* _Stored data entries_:

+ + + + + + +

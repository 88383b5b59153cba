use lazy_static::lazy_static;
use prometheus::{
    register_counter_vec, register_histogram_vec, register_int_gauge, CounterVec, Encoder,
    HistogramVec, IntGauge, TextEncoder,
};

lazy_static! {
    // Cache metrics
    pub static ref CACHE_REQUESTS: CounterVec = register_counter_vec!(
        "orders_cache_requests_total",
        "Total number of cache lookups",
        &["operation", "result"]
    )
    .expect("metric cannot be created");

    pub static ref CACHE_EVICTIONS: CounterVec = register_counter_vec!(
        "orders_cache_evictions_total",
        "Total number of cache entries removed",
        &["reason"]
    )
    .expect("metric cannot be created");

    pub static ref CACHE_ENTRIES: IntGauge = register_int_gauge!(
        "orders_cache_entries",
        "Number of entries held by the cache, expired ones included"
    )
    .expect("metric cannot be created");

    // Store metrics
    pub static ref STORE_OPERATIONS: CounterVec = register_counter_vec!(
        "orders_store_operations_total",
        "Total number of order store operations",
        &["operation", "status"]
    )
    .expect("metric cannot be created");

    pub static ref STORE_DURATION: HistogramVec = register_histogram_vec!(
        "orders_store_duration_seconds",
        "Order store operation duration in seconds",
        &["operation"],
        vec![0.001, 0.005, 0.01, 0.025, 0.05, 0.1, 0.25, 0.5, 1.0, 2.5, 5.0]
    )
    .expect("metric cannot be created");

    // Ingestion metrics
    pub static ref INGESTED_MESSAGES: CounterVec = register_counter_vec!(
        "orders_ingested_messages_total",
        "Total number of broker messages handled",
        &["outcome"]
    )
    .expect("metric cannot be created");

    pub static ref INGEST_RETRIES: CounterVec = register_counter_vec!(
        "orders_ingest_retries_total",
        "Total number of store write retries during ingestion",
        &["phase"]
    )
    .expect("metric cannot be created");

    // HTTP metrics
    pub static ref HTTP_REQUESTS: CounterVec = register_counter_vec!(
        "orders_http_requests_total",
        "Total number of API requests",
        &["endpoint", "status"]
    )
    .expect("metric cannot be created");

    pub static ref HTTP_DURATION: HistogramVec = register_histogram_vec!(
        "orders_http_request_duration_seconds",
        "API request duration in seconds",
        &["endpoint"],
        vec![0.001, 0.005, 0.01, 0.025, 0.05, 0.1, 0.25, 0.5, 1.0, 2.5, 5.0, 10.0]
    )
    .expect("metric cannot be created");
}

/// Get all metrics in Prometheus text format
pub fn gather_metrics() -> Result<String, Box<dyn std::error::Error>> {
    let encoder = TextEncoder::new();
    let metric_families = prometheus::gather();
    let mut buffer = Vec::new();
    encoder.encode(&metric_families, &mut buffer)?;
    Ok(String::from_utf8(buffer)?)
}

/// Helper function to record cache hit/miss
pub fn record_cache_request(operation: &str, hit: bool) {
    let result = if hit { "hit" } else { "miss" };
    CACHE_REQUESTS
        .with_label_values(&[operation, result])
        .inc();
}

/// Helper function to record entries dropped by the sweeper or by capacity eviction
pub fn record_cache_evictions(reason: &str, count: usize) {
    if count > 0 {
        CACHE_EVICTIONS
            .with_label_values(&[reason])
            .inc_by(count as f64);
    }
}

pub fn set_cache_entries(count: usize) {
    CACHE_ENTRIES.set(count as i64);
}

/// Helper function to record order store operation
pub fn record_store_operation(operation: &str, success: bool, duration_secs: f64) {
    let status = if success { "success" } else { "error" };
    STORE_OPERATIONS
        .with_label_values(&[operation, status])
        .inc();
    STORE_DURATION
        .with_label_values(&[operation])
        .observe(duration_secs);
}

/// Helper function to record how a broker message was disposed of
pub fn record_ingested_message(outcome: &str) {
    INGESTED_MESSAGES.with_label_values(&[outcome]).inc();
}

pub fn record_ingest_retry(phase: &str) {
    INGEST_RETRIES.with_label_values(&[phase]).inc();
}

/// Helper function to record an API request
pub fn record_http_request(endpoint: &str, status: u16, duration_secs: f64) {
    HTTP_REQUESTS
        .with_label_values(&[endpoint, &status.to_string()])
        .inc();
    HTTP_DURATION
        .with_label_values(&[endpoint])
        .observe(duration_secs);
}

+ + + + + + +

* _Task to complete_: Answer with one number only: how many lines of the entries above include the word "broker"?

* _Written response_: 2